TASK TO CARRY OUT
Pull out every line of the listing below where "peer" appears.

INPUT DATA
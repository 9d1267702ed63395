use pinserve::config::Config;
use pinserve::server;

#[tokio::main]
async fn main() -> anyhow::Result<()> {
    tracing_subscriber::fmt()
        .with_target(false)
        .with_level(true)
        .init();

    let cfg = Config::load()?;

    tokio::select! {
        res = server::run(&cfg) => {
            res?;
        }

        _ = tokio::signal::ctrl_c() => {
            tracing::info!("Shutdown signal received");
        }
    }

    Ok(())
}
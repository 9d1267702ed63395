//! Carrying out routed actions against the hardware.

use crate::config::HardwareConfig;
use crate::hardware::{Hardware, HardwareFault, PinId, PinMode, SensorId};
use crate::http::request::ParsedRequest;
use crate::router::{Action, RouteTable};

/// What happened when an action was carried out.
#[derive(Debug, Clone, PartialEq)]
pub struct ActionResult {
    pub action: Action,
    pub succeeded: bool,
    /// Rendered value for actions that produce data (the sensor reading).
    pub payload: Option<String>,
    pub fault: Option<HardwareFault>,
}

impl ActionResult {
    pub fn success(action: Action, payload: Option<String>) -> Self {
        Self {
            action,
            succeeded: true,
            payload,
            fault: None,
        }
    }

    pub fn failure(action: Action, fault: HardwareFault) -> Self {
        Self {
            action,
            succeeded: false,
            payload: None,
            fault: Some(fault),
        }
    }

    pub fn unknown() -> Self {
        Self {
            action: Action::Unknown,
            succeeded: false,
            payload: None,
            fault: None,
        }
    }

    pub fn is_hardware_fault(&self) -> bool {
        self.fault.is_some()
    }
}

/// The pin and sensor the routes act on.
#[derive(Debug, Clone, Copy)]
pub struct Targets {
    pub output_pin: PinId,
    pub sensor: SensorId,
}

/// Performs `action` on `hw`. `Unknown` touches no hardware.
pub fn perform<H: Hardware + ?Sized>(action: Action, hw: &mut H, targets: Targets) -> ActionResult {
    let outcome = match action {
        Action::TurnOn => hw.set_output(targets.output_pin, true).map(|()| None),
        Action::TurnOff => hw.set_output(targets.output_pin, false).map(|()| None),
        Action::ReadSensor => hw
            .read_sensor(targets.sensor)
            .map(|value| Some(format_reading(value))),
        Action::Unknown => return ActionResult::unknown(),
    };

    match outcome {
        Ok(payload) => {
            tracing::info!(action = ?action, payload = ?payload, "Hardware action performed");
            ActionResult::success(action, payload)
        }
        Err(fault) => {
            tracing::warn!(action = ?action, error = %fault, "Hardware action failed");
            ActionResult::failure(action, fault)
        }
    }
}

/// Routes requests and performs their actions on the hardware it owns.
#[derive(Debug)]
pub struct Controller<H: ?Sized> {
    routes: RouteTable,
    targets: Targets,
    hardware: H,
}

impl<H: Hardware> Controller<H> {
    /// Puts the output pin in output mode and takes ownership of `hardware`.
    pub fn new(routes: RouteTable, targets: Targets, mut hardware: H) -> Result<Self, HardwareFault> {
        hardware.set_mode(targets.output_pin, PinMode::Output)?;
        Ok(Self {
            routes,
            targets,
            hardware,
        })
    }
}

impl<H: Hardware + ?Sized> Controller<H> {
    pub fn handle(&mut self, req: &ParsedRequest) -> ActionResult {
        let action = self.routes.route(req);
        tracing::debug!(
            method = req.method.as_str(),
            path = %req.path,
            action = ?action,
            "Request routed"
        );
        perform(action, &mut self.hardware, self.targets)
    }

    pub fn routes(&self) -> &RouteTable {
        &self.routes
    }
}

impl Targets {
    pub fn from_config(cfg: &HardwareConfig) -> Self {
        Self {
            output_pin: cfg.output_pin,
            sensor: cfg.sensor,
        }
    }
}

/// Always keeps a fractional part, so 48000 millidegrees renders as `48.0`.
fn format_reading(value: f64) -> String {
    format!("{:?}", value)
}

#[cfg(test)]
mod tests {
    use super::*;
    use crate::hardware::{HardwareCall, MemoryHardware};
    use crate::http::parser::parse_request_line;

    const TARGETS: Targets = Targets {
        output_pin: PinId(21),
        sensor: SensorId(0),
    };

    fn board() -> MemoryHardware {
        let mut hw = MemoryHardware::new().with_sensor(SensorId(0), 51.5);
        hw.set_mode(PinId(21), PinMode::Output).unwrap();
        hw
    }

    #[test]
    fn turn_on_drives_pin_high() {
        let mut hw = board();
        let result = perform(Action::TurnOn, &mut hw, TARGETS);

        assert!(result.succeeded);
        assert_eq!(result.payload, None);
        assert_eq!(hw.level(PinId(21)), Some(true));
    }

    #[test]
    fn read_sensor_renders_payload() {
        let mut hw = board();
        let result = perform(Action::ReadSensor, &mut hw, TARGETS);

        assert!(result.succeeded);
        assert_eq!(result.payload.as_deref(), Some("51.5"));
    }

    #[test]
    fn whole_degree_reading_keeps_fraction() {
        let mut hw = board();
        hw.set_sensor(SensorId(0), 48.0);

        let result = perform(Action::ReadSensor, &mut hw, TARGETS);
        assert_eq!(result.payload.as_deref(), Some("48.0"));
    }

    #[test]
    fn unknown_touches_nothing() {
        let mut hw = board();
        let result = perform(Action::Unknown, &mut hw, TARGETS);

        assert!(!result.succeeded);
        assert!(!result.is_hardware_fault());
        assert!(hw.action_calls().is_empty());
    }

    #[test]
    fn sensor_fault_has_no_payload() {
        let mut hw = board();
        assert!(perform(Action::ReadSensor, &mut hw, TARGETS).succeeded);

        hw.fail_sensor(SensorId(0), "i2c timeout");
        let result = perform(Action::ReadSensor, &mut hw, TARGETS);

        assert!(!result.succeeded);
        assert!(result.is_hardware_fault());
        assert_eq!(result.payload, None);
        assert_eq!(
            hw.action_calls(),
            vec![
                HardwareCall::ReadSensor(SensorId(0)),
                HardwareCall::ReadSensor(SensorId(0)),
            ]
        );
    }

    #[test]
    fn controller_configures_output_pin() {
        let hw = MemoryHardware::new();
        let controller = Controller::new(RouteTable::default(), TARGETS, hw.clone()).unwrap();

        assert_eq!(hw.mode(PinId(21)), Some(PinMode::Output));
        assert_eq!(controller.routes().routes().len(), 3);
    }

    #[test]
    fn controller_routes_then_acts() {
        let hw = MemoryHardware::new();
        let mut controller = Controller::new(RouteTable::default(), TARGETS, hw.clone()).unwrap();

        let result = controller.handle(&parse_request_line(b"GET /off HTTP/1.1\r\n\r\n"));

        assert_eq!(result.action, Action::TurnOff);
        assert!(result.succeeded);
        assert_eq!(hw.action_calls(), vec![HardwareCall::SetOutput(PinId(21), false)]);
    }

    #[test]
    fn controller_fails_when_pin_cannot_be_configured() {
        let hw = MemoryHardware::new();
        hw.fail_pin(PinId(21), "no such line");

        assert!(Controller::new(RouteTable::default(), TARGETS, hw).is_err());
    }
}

* * *

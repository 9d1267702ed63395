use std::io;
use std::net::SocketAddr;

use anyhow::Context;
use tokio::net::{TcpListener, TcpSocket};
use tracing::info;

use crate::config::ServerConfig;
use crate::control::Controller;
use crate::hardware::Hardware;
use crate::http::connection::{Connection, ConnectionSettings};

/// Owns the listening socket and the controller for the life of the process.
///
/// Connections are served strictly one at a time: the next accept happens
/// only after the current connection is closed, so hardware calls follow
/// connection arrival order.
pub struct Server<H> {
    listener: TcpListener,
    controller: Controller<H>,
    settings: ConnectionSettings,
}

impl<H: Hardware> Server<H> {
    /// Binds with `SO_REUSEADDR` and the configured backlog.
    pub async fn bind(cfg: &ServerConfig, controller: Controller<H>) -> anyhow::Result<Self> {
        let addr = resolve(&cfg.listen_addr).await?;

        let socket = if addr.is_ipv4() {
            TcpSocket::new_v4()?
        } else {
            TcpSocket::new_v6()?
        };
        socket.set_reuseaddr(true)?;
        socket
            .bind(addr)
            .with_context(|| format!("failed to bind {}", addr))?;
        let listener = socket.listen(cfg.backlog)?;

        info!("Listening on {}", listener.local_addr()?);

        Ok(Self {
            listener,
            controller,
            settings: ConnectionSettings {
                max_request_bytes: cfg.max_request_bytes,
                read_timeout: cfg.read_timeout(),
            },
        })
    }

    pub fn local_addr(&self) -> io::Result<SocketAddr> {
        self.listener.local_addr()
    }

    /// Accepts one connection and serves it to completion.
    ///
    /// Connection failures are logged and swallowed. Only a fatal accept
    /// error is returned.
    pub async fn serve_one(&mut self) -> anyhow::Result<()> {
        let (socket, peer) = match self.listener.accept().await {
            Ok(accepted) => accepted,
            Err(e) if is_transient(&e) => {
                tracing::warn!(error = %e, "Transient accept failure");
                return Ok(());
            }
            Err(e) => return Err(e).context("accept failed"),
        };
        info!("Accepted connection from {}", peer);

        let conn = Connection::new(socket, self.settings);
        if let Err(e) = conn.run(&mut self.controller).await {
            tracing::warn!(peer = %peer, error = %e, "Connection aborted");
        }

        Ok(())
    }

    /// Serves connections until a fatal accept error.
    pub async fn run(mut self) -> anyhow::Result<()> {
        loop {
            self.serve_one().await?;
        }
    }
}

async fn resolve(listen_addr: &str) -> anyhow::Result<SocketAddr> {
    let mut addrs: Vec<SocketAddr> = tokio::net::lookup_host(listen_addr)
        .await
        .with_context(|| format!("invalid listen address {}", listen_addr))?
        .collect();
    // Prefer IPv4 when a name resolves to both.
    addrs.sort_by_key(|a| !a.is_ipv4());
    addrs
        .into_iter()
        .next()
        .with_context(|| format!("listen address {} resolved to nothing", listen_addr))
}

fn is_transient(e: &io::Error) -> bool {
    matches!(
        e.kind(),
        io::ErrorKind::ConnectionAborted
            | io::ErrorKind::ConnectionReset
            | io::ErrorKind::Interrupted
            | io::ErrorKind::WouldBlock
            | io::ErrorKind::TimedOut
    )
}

RESPONSE
        let (socket, peer) = match self.listener.accept().await {
        info!("Accepted connection from {}", peer);
            tracing::warn!(peer = %peer, error = %e, "Connection aborted");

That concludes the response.